Sunday, October 19, 2008

Problem with Autodiscover on Exchange 2007 SP1

I have run into this problem with an Exchange Server 2007 SP1 implementation running on Windows Server 2008 x64. I also noticed some forum posts where people had the exact same issue on Windows Server 2003 x64, however I cannot verify the solution method described here would help if you're on Windows Server 2003 x64. 

Although the main problem is with the Autodiscover web service, you may experience crashes in Outlook 2007 with Scheduling Assistant or errors with Out of Office Asisstant (OOF). Also Offline Addressbook (OAB) downloads may not work properly. When used with Outlook 2007, all these features depend on Autodiscover, so they fail when Autodiscover has a problem. In my case, users noticed that they were not able to "Add Attendees" when trying to create a meeting request with Scheduling Assistant. Outlook 2007 was crashing when they selected an attendee from the addressbook. After a brief research, I also noticed that Out of Office Assitant was also failing with "Your Out of Office settings cannot be displayed, because the server is currently unavailable" message. My attempts to download Offline Address Book were also unsuccessful. Download attempts did not succeed, but they ran forever and did not produce an error message either.

I will not list all the boring troubleshooting details here, but I want to mention that I deleted and recreated Autodiscover virtual directory with "Remove-AutodiscoverVirtualDirectory" and "New-AutodiscoverVirtualDirectory" commandlets in Powershell. These commands ran without any issues, but they did not help. 

Also I ran "Test-OutlookWebServices" commandlet on Exchange Server and received the following error at the fourth step:

PS] C:\Windows\System32>Test-OutlookWebServices |fl

Id      : 1003
Type    : Information
Message : About to test AutoDiscover with the e-mail address Administrator@xyz.com.

Id      : 1007
Type    : Information
Message : Testing server EX01.xyz.com with the published name https://EX01.xyz.com/EWS/Exchange.asmx & https://mail.xyz.com/EWS/Exchange.asmx.

Id      : 1019
Type    : Information
Message : Found a valid AutoDiscover service connection point. The AutoDiscover URL on this object is https://EX01.xyz.com/autodiscover/autodiscover.xml.

Id      : 1006
Type    : Information
Message : The Autodiscover service was contacted at https://EX01.xyz.com/autodiscover/autodiscover.xml.

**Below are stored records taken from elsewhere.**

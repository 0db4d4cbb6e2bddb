//! Orchestrates one (city, category) run end to end.

use std::sync::Arc;

use leadgen_core::{BoundingBox, EnrichedLead, RawPlace};
use leadgen_places::{DetailsProvider, Geocoder, SearchProvider};

use crate::config::{LocationBiasStrategy, PipelineConfig, QueryStyle};
use crate::dedupe::dedupe;
use crate::enrich::scrape::PageFetcher;
use crate::enrich::EnrichmentEngine;
use crate::error::PipelineError;
use crate::fetcher::PlacesFetcher;
use crate::query::{expanded_queries, primary_query};
use crate::scorer::score_places;

/// Composes fetch, dedupe, scoring, truncation, and enrichment.
///
/// Providers are passed in as trait objects so the pipeline can run against
/// Google in production and against fakes in tests.
pub struct LeadPipeline {
    fetcher: PlacesFetcher,
    enricher: EnrichmentEngine,
    geocoder: Option<Arc<dyn Geocoder>>,
    config: PipelineConfig,
}

impl LeadPipeline {
    /// # Errors
    ///
    /// Returns [`PipelineError::InvalidConfig`] if `config` fails validation.
    pub fn new(
        search: Arc<dyn SearchProvider>,
        details: Arc<dyn DetailsProvider>,
        pages: Arc<dyn PageFetcher>,
        config: PipelineConfig,
    ) -> Result<Self, PipelineError> {
        config.validate()?;
        Ok(Self {
            fetcher: PlacesFetcher::new(search, config.field_mask, config.page_delay),
            enricher: EnrichmentEngine::new(details, pages, config.enrichment.clone()),
            geocoder: None,
            config,
        })
    }

    /// Geocoder used by [`LocationBiasStrategy::Geocoded`]. Without one, that
    /// strategy falls back to the whole-world rectangle.
    #[must_use]
    pub fn with_geocoder(mut self, geocoder: Arc<dyn Geocoder>) -> Self {
        self.geocoder = Some(geocoder);
        self
    }

    #[must_use]
    pub fn config(&self) -> &PipelineConfig {
        &self.config
    }

    /// Runs the full pipeline and returns at most `max_leads` leads sorted by
    /// descending value score.
    ///
    /// # Errors
    ///
    /// Returns [`PipelineError::Fetch`] if any search request fails. Later
    /// stages never fail the run.
    pub async fn run(
        &self,
        city: &str,
        category: &str,
        max_leads: usize,
    ) -> Result<Vec<EnrichedLead>, PipelineError> {
        if max_leads == 0 {
            return Ok(Vec::new());
        }

        let queries = match self.config.query_style {
            QueryStyle::Primary => vec![primary_query(city, category)],
            QueryStyle::Expanded => expanded_queries(city, category),
        };
        let location_bias = self.resolve_location_bias(city).await;

        let raw = self.fetch_all(&queries, max_leads, location_bias).await?;
        tracing::info!(city, category, raw = raw.len(), "fetched raw places");
        if raw.is_empty() {
            return Ok(Vec::new());
        }

        let unique = dedupe(raw, &self.config.heuristics);
        let mut ranked = score_places(unique, &self.config.heuristics);
        ranked.truncate(max_leads);
        tracing::info!(city, category, ranked = ranked.len(), "ranked leads");

        let limit = self.config.enrichment.limit.unwrap_or(ranked.len());
        Ok(self.enricher.enrich(ranked, limit).await)
    }

    async fn fetch_all(
        &self,
        queries: &[String],
        max_leads: usize,
        location_bias: Option<BoundingBox>,
    ) -> Result<Vec<RawPlace>, PipelineError> {
        let mut pool: Vec<RawPlace> = Vec::new();
        for (index, query) in queries.iter().enumerate() {
            if pool.len() >= max_leads {
                break;
            }
            if index > 0 && !self.config.page_delay.is_zero() {
                tokio::time::sleep(self.config.page_delay).await;
            }
            let places = self
                .fetcher
                .fetch(query, max_leads, location_bias)
                .await
                .map_err(|source| PipelineError::Fetch {
                    query: query.clone(),
                    source,
                })?;
            pool.extend(places);
        }
        Ok(pool)
    }

    async fn resolve_location_bias(&self, city: &str) -> Option<BoundingBox> {
        match self.config.location_bias {
            LocationBiasStrategy::None => None,
            LocationBiasStrategy::Fixed(rectangle) => Some(rectangle),
            LocationBiasStrategy::Geocoded => Some(self.geocode_city(city).await),
        }
    }

    async fn geocode_city(&self, city: &str) -> BoundingBox {
        let Some(geocoder) = &self.geocoder else {
            tracing::warn!(city, "no geocoder configured; using world location bias");
            return BoundingBox::WORLD;
        };

        match tokio::time::timeout(self.config.geocode_timeout, geocoder.viewport(city)).await {
            Ok(Ok(Some(viewport))) => {
                tracing::debug!(city, ?viewport, "geocoded city");
                viewport
            }
            Ok(Ok(None)) => {
                tracing::warn!(city, "city not found by geocoder; using world location bias");
                BoundingBox::WORLD
            }
            Ok(Err(e)) => {
                tracing::warn!(city, error = %e, "geocoding failed; using world location bias");
                BoundingBox::WORLD
            }
            Err(_) => {
                tracing::warn!(
                    city,
                    timeout_ms = self.config.geocode_timeout.as_millis(),
                    "geocoding timed out; using world location bias"
                );
                BoundingBox::WORLD
            }
        }
    }
}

WARNING: An unexpected error has occurred and debug information is being generated: Object reference not set to an instance of an object.
Test-OutlookWebServices : Object reference not set to an instance of an object.
At line:1 char:24 
+ Test-OutlookWebServices  <<<< |fl

Because Outlook "Test E-mail AutoConfiguration" ended with a "certificate error" I also re-created the SSL certificate and enabled it for all services. No need to say, none of these actions resolved the problem. 

I was able to find the actual problem source and solution at Technet Forums. (At http://forums.microsoft.com/TechNet/ShowPost.aspx?PageIndex=0&SiteID=17&PageID=0&PostID=3760137, to be exact.) Apparently, the problem was caused by a bug in ".NET Framework 2.0 SP2". It simply was not playing nicely with Exchange Server 2007 SP1. Even though you don't explicitly select to install this .NET 2.0 Service Pack 2, it is installed as a part of ".NET Framework 3.5 SP1" setup. With this information, I searched for .NET Framework 2.0 SP2 in Programs and Features, but failed to find it. So I uninstalled .NET Framework 3.5 SP1 instead and restarted the server. However this did not help. Finally, I found that the .NET 2.0 SP2 was displayed as "Update for Microsoft Windows (KB948609)" in Windows 2008 Programs and Features. After I had uninstalled this update, all of my problems disapperared. I was able to verify that Out of Office Assistant, Scheduling Assistant and Offline Address Book downloads were fully functional. In addition, all error messages disappeared from "Test-OutlookWebServices" test in Powershell and "Test E-mail AutoConfiguration" test in Outlook. 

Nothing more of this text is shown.